Start of Block

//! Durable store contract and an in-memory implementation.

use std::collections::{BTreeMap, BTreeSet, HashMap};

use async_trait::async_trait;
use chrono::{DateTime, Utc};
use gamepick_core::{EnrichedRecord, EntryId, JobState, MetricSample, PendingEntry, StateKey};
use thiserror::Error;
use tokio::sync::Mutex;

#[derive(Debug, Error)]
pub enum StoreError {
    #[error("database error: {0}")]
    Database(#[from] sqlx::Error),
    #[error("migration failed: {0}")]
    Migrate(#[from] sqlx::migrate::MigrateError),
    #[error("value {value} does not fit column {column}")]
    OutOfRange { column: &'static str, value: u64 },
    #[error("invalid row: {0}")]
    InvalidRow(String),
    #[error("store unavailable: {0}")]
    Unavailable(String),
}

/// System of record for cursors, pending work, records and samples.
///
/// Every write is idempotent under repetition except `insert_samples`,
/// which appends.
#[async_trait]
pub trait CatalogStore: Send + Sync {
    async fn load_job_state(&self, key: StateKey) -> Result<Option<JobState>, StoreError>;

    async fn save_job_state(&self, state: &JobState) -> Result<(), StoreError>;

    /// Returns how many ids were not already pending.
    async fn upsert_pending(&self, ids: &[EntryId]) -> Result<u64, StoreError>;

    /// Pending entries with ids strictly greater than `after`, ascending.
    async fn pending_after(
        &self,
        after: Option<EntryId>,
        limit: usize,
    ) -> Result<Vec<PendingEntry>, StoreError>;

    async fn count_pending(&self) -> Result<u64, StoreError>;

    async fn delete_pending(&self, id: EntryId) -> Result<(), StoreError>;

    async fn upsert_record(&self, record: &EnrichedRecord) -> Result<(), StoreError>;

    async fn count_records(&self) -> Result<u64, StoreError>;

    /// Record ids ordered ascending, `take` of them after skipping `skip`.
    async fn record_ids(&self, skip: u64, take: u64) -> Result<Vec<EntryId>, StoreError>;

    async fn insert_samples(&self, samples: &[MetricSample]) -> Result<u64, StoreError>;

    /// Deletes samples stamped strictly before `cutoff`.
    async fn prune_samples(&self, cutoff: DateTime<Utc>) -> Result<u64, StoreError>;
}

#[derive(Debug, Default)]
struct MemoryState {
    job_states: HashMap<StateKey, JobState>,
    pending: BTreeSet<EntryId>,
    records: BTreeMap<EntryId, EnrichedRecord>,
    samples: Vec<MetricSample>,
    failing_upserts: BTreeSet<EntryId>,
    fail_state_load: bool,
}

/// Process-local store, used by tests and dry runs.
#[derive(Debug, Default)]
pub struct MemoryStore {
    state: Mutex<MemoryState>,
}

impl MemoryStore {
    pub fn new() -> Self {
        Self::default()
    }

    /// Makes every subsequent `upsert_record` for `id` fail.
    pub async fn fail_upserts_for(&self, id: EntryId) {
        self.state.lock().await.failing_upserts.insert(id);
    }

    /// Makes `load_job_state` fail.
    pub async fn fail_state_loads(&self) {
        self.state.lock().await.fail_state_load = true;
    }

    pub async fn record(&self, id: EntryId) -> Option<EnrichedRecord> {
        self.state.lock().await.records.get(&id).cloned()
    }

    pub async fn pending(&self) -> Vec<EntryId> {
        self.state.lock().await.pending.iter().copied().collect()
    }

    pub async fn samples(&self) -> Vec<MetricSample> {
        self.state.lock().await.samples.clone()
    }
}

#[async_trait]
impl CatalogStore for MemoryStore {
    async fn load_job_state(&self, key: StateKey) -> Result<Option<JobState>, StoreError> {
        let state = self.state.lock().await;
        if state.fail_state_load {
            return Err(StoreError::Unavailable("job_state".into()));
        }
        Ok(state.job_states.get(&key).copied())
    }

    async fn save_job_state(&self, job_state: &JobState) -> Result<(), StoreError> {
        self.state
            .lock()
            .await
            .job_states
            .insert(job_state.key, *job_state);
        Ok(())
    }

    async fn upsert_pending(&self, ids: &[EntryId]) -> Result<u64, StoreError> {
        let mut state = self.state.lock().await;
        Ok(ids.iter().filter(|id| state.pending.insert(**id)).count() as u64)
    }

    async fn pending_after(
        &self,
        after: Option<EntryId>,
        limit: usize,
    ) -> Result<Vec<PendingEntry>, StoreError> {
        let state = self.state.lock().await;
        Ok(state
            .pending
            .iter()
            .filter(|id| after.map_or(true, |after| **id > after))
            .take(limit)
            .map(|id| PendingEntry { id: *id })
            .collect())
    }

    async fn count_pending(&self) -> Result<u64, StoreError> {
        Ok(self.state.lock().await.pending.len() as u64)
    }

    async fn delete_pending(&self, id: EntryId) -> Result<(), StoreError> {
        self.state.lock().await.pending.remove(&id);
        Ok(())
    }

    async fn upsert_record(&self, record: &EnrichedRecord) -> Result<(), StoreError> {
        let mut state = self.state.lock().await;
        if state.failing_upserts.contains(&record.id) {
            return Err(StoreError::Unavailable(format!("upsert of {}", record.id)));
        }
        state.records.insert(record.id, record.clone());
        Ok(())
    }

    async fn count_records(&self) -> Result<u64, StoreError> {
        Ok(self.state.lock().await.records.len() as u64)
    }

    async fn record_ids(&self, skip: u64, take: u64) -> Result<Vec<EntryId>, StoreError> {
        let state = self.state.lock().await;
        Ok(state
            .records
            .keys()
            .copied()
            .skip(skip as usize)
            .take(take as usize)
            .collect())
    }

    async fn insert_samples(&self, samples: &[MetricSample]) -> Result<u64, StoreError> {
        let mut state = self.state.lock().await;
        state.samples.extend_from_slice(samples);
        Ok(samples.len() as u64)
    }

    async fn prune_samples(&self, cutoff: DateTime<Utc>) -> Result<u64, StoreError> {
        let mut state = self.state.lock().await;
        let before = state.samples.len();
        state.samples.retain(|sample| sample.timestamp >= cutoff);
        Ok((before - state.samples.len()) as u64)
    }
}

End of Block
Start of Block

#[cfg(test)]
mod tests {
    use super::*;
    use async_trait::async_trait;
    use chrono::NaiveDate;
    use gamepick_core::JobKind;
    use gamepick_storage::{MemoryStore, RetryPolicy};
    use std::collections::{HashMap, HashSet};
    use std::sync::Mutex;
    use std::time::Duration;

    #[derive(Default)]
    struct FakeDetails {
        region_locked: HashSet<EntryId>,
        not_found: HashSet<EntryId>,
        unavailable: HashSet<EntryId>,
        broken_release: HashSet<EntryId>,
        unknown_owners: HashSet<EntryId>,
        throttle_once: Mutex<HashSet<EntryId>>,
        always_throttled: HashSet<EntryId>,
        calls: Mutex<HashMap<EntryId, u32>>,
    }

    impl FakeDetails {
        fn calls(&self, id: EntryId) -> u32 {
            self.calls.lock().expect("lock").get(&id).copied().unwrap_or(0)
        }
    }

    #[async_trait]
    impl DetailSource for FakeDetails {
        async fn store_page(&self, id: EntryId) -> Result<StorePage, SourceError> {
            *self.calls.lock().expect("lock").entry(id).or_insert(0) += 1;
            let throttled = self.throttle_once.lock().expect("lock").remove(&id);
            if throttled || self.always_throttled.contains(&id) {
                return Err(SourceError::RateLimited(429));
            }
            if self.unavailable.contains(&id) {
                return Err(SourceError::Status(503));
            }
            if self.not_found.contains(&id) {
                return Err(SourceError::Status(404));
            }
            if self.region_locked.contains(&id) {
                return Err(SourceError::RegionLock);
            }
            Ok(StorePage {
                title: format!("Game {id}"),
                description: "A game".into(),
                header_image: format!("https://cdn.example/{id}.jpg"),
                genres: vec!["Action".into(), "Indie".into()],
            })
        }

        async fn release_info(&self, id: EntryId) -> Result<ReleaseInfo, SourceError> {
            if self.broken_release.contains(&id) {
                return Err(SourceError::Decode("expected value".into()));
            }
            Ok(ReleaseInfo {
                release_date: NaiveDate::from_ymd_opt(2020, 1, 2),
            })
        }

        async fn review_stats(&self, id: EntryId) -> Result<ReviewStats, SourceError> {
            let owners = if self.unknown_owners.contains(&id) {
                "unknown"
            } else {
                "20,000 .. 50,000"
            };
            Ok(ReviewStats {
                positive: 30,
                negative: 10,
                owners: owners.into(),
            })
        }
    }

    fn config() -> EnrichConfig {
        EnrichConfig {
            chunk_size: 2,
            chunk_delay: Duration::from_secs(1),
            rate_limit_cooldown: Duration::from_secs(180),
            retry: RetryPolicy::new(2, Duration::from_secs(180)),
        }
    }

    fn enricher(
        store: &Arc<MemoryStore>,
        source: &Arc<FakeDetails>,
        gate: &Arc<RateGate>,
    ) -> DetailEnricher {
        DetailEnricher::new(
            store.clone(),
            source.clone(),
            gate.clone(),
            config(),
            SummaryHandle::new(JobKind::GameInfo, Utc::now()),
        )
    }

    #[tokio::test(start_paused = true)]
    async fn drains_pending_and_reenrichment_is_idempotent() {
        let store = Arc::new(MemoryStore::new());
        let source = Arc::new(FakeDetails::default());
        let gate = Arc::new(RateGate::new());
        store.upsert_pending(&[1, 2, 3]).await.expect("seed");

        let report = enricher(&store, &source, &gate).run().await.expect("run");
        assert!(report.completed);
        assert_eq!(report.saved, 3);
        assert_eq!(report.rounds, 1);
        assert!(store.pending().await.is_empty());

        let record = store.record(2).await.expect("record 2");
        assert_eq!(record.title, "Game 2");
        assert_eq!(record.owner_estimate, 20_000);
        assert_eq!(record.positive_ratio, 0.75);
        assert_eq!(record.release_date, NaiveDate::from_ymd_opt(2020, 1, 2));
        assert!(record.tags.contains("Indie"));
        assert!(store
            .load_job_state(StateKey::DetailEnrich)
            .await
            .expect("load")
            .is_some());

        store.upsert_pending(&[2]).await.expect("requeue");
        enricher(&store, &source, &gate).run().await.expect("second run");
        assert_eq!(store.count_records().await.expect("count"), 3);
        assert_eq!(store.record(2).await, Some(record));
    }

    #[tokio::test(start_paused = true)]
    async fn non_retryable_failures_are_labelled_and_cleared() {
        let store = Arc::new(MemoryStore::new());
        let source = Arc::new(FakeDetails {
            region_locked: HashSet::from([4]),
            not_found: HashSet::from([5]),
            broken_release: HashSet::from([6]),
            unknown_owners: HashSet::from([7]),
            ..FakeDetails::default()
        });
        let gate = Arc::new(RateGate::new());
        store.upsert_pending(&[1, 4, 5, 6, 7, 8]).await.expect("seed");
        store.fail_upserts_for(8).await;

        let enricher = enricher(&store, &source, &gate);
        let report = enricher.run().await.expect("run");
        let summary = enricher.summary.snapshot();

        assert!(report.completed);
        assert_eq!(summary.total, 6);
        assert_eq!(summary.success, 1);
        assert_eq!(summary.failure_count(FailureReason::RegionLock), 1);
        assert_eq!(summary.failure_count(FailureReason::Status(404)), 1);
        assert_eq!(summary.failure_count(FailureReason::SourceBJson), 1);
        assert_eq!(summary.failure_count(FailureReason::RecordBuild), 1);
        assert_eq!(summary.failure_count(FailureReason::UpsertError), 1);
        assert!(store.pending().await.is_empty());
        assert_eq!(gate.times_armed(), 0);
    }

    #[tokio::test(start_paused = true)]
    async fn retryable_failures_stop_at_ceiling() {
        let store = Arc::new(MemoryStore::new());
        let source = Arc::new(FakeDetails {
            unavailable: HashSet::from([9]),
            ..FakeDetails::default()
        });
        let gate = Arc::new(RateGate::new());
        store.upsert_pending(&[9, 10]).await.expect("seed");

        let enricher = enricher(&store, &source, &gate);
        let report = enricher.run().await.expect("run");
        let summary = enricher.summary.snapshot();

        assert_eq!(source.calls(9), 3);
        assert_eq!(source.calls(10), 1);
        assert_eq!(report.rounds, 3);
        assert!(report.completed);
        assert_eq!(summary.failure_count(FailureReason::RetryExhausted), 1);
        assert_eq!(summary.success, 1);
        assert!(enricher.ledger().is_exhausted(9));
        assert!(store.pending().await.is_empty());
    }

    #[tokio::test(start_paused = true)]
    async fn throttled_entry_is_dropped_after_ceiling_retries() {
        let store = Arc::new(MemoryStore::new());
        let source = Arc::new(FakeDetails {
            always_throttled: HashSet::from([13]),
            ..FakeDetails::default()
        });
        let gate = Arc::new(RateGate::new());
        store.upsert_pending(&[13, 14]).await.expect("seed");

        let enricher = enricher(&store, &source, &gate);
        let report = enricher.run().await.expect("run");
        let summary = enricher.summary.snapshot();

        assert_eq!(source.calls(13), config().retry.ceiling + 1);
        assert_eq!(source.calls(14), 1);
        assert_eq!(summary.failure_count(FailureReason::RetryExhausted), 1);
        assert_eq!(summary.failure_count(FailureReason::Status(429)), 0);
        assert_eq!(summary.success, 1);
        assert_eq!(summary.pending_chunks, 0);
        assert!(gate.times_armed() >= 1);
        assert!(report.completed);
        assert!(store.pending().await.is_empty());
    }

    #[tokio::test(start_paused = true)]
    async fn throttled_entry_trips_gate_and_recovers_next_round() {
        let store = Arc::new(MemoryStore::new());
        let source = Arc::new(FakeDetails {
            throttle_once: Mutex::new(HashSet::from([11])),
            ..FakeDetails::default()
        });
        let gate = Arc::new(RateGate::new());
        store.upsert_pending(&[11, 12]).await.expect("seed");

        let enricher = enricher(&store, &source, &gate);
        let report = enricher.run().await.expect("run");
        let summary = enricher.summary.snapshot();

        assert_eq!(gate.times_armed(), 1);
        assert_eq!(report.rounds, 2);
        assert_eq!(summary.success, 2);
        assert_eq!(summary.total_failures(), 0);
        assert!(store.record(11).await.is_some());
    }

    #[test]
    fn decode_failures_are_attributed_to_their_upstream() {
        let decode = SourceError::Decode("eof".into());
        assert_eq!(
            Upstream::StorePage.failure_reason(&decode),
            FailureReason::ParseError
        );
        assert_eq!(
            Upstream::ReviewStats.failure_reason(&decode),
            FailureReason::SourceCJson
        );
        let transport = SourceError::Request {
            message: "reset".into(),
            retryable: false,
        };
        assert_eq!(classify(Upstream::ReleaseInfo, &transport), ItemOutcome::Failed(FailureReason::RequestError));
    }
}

End of Block

Show the lines from the data above that contain the string "filter".

- **YOUR RESPONSE**
        Ok(ids.iter().filter(|id| state.pending.insert(**id)).count() as u64)
            .filter(|id| after.map_or(true, |after| **id > after))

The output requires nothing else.